> **WHAT THE TASK REQUIRES**
Every single entry should be printed exactly.

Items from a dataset
use std::sync::Arc;

use async_trait::async_trait;
use http::header::{HeaderName, HeaderValue, USER_AGENT};
use http::{HeaderMap, Method};
use rand::Rng;
use tracing::{Instrument, debug, info_span, warn};

use crate::PipexResult;
use crate::context::Context;
use crate::error::Error;
use crate::request::Request;
use crate::response::Response;
use crate::util::{
    is_redirect_status, redact_uri_for_logs, redirect_location, redirect_method,
    resolve_redirect_uri, same_origin, sanitize_headers_for_redirect,
};

pub(crate) const CLIENT_REQUEST_ID_HEADER: &str = "x-client-request-id";

/// A middleware unit of the pipeline. Policies observe or mutate the
/// request on the way down, forward it to the rest of the chain, and
/// observe or mutate the response (or error) on the way back up.
///
/// Only the retry policy may call through the remaining chain more than
/// once. Network I/O happens exclusively in the terminal transport policy.
#[async_trait]
pub trait Policy: Send + Sync + std::fmt::Debug {
    async fn send(
        &self,
        context: &Context,
        request: &mut Request,
        next: &[Arc<dyn Policy>],
    ) -> PipexResult<Response>;

    /// True only for the retry policy; the pipeline builder uses this to
    /// locate the per-call / per-retry insertion anchor in a custom chain.
    fn is_retry_anchor(&self) -> bool {
        false
    }
}

/// Forwards the request to the remainder of the chain.
pub async fn send_next(
    context: &Context,
    request: &mut Request,
    next: &[Arc<dyn Policy>],
) -> PipexResult<Response> {
    let Some((first, rest)) = next.split_first() else {
        return Err(Error::Configuration {
            message: "policy chain ended without reaching a transport".to_owned(),
        });
    };
    first.send(context, request, rest).await
}

/// Stamps a per-call client request id header unless the caller set one.
/// Runs once per logical call, so every retry attempt carries the same id.
#[derive(Debug, Default)]
pub struct RequestIdPolicy;

#[async_trait]
impl Policy for RequestIdPolicy {
    async fn send(
        &self,
        context: &Context,
        request: &mut Request,
        next: &[Arc<dyn Policy>],
    ) -> PipexResult<Response> {
        if !request.headers().contains_key(CLIENT_REQUEST_ID_HEADER) {
            let id = format!("{:032x}", rand::rng().random::<u128>());
            if let Ok(value) = HeaderValue::from_str(&id) {
                request
                    .headers_mut()
                    .insert(HeaderName::from_static(CLIENT_REQUEST_ID_HEADER), value);
            }
        }
        send_next(context, request, next).await
    }
}

#[derive(Debug)]
pub struct UserAgentPolicy {
    value: HeaderValue,
}

impl UserAgentPolicy {
    pub fn new(client_name: &str) -> Self {
        let agent = format!(
            "{client_name} pipex/{version}",
            version = env!("CARGO_PKG_VERSION")
        );
        let value = HeaderValue::from_str(&agent)
            .unwrap_or_else(|_| HeaderValue::from_static(concat!("pipex/", env!("CARGO_PKG_VERSION"))));
        Self { value }
    }
}

#[async_trait]
impl Policy for UserAgentPolicy {
    async fn send(
        &self,
        context: &Context,
        request: &mut Request,
        next: &[Arc<dyn Policy>],
    ) -> PipexResult<Response> {
        if !request.headers().contains_key(USER_AGENT) {
            request.headers_mut().insert(USER_AGENT, self.value.clone());
        }
        send_next(context, request, next).await
    }
}

/// Injects configured default headers where the request has none.
#[derive(Debug, Default)]
pub struct HeadersPolicy {
    headers: HeaderMap,
}

impl HeadersPolicy {
    pub fn new(headers: HeaderMap) -> Self {
        Self { headers }
    }
}

#[async_trait]
impl Policy for HeadersPolicy {
    async fn send(
        &self,
        context: &Context,
        request: &mut Request,
        next: &[Arc<dyn Policy>],
    ) -> PipexResult<Response> {
        for (name, value) in &self.headers {
            if !request.headers().contains_key(name) {
                request.headers_mut().insert(name.clone(), value.clone());
            }
        }
        send_next(context, request, next).await
    }
}

/// Observes the outcome of each attempt. Never swallows a failure: errors
/// are logged and re-raised unchanged.
#[derive(Debug, Default)]
pub struct LoggingPolicy;

#[async_trait]
impl Policy for LoggingPolicy {
    async fn send(
        &self,
        context: &Context,
        request: &mut Request,
        next: &[Arc<dyn Policy>],
    ) -> PipexResult<Response> {
        let method = request.method().clone();
        let uri = redact_uri_for_logs(request.url());
        debug!(method = %method, uri = %uri, "sending request");
        match send_next(context, request, next).await {
            Ok(response) => {
                debug!(method = %method, uri = %uri, status = response.status().as_u16(), "request completed");
                Ok(response)
            }
            Err(error) => {
                warn!(method = %method, uri = %uri, error = %error, "request failed");
                Err(error)
            }
        }
    }
}

/// Wraps each attempt in a tracing span carrying method and redacted URI.
#[derive(Debug, Default)]
pub struct TracingPolicy;

#[async_trait]
impl Policy for TracingPolicy {
    async fn send(
        &self,
        context: &Context,
        request: &mut Request,
        next: &[Arc<dyn Policy>],
    ) -> PipexResult<Response> {
        let span = info_span!(
            "pipex.request",
            method = %request.method(),
            uri = %redact_uri_for_logs(request.url()),
        );
        send_next(context, request, next).instrument(span).await
    }
}

/// Follows `Location` redirects up to a configured limit. Placed before
/// the retry anchor so each redirect hop gets its own retry window.
#[derive(Clone, Copy, Debug, PartialEq, Eq)]
pub struct RedirectPolicy {
    enabled: bool,
    max_redirects: usize,
}

impl RedirectPolicy {
    pub const fn none() -> Self {
        Self {
            enabled: false,
            max_redirects: 0,
        }
    }

    pub const fn limited(max_redirects: usize) -> Self {
        Self {
            enabled: true,
            max_redirects,
        }
    }

    pub const fn follow() -> Self {
        Self::limited(10)
    }

    pub const fn enabled(self) -> bool {
        self.enabled
    }

    pub const fn max_redirects(self) -> usize {
        if self.enabled { self.max_redirects } else { 0 }
    }
}

impl Default for RedirectPolicy {
    fn default() -> Self {
        Self::none()
    }
}

#[async_trait]
impl Policy for RedirectPolicy {
    async fn send(
        &self,
        context: &Context,
        request: &mut Request,
        next: &[Arc<dyn Policy>],
    ) -> PipexResult<Response> {
        if !self.enabled {
            return send_next(context, request, next).await;
        }

        let mut redirect_count = 0_usize;
        loop {
            let mut response = send_next(context, request, next).await?;
            let status = response.status();
            if !is_redirect_status(status) {
                return Ok(response);
            }
            if !request.body().is_replayable()
                && !matches!(
                    redirect_method(request.method(), status),
                    Method::GET | Method::HEAD
                )
            {
                // A one-shot streaming body cannot be resent; hand the
                // redirect response back to the caller unfollowed.
                return Ok(response);
            }
            if redirect_count >= self.max_redirects {
                response.close();
                return Err(Error::RedirectLimitExceeded {
                    max_redirects: self.max_redirects,
                    method: request.method().clone(),
                    uri: redact_uri_for_logs(request.url()),
                });
            }
            let Some(location) = redirect_location(response.headers()) else {
                response.close();
                return Err(Error::MissingRedirectLocation {
                    status: status.as_u16(),
                    method: request.method().clone(),
                    uri: redact_uri_for_logs(request.url()),
                });
            };
            let Some(next_url) = resolve_redirect_uri(request.url(), &location) else {
                response.close();
                return Err(Error::InvalidRedirectLocation {
                    location,
                    method: request.method().clone(),
                    uri: redact_uri_for_logs(request.url()),
                });
            };
            response.close();

            let next_method = redirect_method(request.method(), status);
            let method_changed_to_get =
                next_method == Method::GET && *request.method() != Method::GET;
            let same_origin_redirect = same_origin(request.url(), &next_url);
            sanitize_headers_for_redirect(
                request.headers_mut(),
                method_changed_to_get,
                same_origin_redirect,
            );
            debug!(from = %redact_uri_for_logs(request.url()), to = %redact_uri_for_logs(&next_url), "following redirect");
            request.set_method(next_method);
            request.set_url(next_url);
            redirect_count += 1;
        }
    }
}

> **RESULT OF THE EXERCISE**
use std::sync::Arc;

use async_trait::async_trait;
use http::header::{HeaderName, HeaderValue, USER_AGENT};
use http::{HeaderMap, Method};
use rand::Rng;
use tracing::{Instrument, debug, info_span, warn};

use crate::PipexResult;
use crate::context::Context;
use crate::error::Error;
use crate::request::Request;
use crate::response::Response;
use crate::util::{
    is_redirect_status, redact_uri_for_logs, redirect_location, redirect_method,
    resolve_redirect_uri, same_origin, sanitize_headers_for_redirect,
};

pub(crate) const CLIENT_REQUEST_ID_HEADER: &str = "x-client-request-id";

/// A middleware unit of the pipeline. Policies observe or mutate the
/// request on the way down, forward it to the rest of the chain, and
/// observe or mutate the response (or error) on the way back up.
///
/// Only the retry policy may call through the remaining chain more than
/// once. Network I/O happens exclusively in the terminal transport policy.
#[async_trait]
pub trait Policy: Send + Sync + std::fmt::Debug {
    async fn send(
        &self,
        context: &Context,
        request: &mut Request,
        next: &[Arc<dyn Policy>],
    ) -> PipexResult<Response>;

    /// True only for the retry policy; the pipeline builder uses this to
    /// locate the per-call / per-retry insertion anchor in a custom chain.
    fn is_retry_anchor(&self) -> bool {
        false
    }
}

/// Forwards the request to the remainder of the chain.
pub async fn send_next(
    context: &Context,
    request: &mut Request,
    next: &[Arc<dyn Policy>],
) -> PipexResult<Response> {
    let Some((first, rest)) = next.split_first() else {
        return Err(Error::Configuration {
            message: "policy chain ended without reaching a transport".to_owned(),
        });
    };
    first.send(context, request, rest).await
}

/// Stamps a per-call client request id header unless the caller set one.
/// Runs once per logical call, so every retry attempt carries the same id.
#[derive(Debug, Default)]
pub struct RequestIdPolicy;

#[async_trait]
impl Policy for RequestIdPolicy {
    async fn send(
        &self,
        context: &Context,
        request: &mut Request,
        next: &[Arc<dyn Policy>],
    ) -> PipexResult<Response> {
        if !request.headers().contains_key(CLIENT_REQUEST_ID_HEADER) {
            let id = format!("{:032x}", rand::rng().random::<u128>());
            if let Ok(value) = HeaderValue::from_str(&id) {
                request
                    .headers_mut()
                    .insert(HeaderName::from_static(CLIENT_REQUEST_ID_HEADER), value);
            }
        }
        send_next(context, request, next).await
    }
}

#[derive(Debug)]
pub struct UserAgentPolicy {
    value: HeaderValue,
}

impl UserAgentPolicy {
    pub fn new(client_name: &str) -> Self {
        let agent = format!(
            "{client_name} pipex/{version}",
            version = env!("CARGO_PKG_VERSION")
        );
        let value = HeaderValue::from_str(&agent)
            .unwrap_or_else(|_| HeaderValue::from_static(concat!("pipex/", env!("CARGO_PKG_VERSION"))));
        Self { value }
    }
}

#[async_trait]
impl Policy for UserAgentPolicy {
    async fn send(
        &self,
        context: &Context,
        request: &mut Request,
        next: &[Arc<dyn Policy>],
    ) -> PipexResult<Response> {
        if !request.headers().contains_key(USER_AGENT) {
            request.headers_mut().insert(USER_AGENT, self.value.clone());
        }
        send_next(context, request, next).await
    }
}

/// Injects configured default headers where the request has none.
#[derive(Debug, Default)]
pub struct HeadersPolicy {
    headers: HeaderMap,
}

impl HeadersPolicy {
    pub fn new(headers: HeaderMap) -> Self {
        Self { headers }
    }
}

#[async_trait]
impl Policy for HeadersPolicy {
    async fn send(
        &self,
        context: &Context,
        request: &mut Request,
        next: &[Arc<dyn Policy>],
    ) -> PipexResult<Response> {
        for (name, value) in &self.headers {
            if !request.headers().contains_key(name) {
                request.headers_mut().insert(name.clone(), value.clone());
            }
        }
        send_next(context, request, next).await
    }
}

/// Observes the outcome of each attempt. Never swallows a failure: errors
/// are logged and re-raised unchanged.
#[derive(Debug, Default)]
pub struct LoggingPolicy;

#[async_trait]
impl Policy for LoggingPolicy {
    async fn send(
        &self,
        context: &Context,
        request: &mut Request,
        next: &[Arc<dyn Policy>],
    ) -> PipexResult<Response> {
        let method = request.method().clone();
        let uri = redact_uri_for_logs(request.url());
        debug!(method = %method, uri = %uri, "sending request");
        match send_next(context, request, next).await {
            Ok(response) => {
                debug!(method = %method, uri = %uri, status = response.status().as_u16(), "request completed");
                Ok(response)
            }
            Err(error) => {
                warn!(method = %method, uri = %uri, error = %error, "request failed");
                Err(error)
            }
        }
    }
}

/// Wraps each attempt in a tracing span carrying method and redacted URI.
#[derive(Debug, Default)]
pub struct TracingPolicy;

#[async_trait]
impl Policy for TracingPolicy {
    async fn send(
        &self,
        context: &Context,
        request: &mut Request,
        next: &[Arc<dyn Policy>],
    ) -> PipexResult<Response> {
        let span = info_span!(
            "pipex.request",
            method = %request.method(),
            uri = %redact_uri_for_logs(request.url()),
        );
        send_next(context, request, next).instrument(span).await
    }
}

/// Follows `Location` redirects up to a configured limit. Placed before
/// the retry anchor so each redirect hop gets its own retry window.
#[derive(Clone, Copy, Debug, PartialEq, Eq)]
pub struct RedirectPolicy {
    enabled: bool,
    max_redirects: usize,
}

impl RedirectPolicy {
    pub const fn none() -> Self {
        Self {
            enabled: false,
            max_redirects: 0,
        }
    }

    pub const fn limited(max_redirects: usize) -> Self {
        Self {
            enabled: true,
            max_redirects,
        }
    }

    pub const fn follow() -> Self {
        Self::limited(10)
    }

    pub const fn enabled(self) -> bool {
        self.enabled
    }

    pub const fn max_redirects(self) -> usize {
        if self.enabled { self.max_redirects } else { 0 }
    }
}

impl Default for RedirectPolicy {
    fn default() -> Self {
        Self::none()
    }
}

#[async_trait]
impl Policy for RedirectPolicy {
    async fn send(
        &self,
        context: &Context,
        request: &mut Request,
        next: &[Arc<dyn Policy>],
    ) -> PipexResult<Response> {
        if !self.enabled {
            return send_next(context, request, next).await;
        }

        let mut redirect_count = 0_usize;
        loop {
            let mut response = send_next(context, request, next).await?;
            let status = response.status();
            if !is_redirect_status(status) {
                return Ok(response);
            }
            if !request.body().is_replayable()
                && !matches!(
                    redirect_method(request.method(), status),
                    Method::GET | Method::HEAD
                )
            {
                // A one-shot streaming body cannot be resent; hand the
                // redirect response back to the caller unfollowed.
                return Ok(response);
            }
            if redirect_count >= self.max_redirects {
                response.close();
                return Err(Error::RedirectLimitExceeded {
                    max_redirects: self.max_redirects,
                    method: request.method().clone(),
                    uri: redact_uri_for_logs(request.url()),
                });
            }
            let Some(location) = redirect_location(response.headers()) else {
                response.close();
                return Err(Error::MissingRedirectLocation {
                    status: status.as_u16(),
                    method: request.method().clone(),
                    uri: redact_uri_for_logs(request.url()),
                });
            };
            let Some(next_url) = resolve_redirect_uri(request.url(), &location) else {
                response.close();
                return Err(Error::InvalidRedirectLocation {
                    location,
                    method: request.method().clone(),
                    uri: redact_uri_for_logs(request.url()),
                });
            };
            response.close();

            let next_method = redirect_method(request.method(), status);
            let method_changed_to_get =
                next_method == Method::GET && *request.method() != Method::GET;
            let same_origin_redirect = same_origin(request.url(), &next_url);
            sanitize_headers_for_redirect(
                request.headers_mut(),
                method_changed_to_get,
                same_origin_redirect,
            );
            debug!(from = %redact_uri_for_logs(request.url()), to = %redact_uri_for_logs(&next_url), "following redirect");
            request.set_method(next_method);
            request.set_url(next_url);
            redirect_count += 1;
        }
    }
}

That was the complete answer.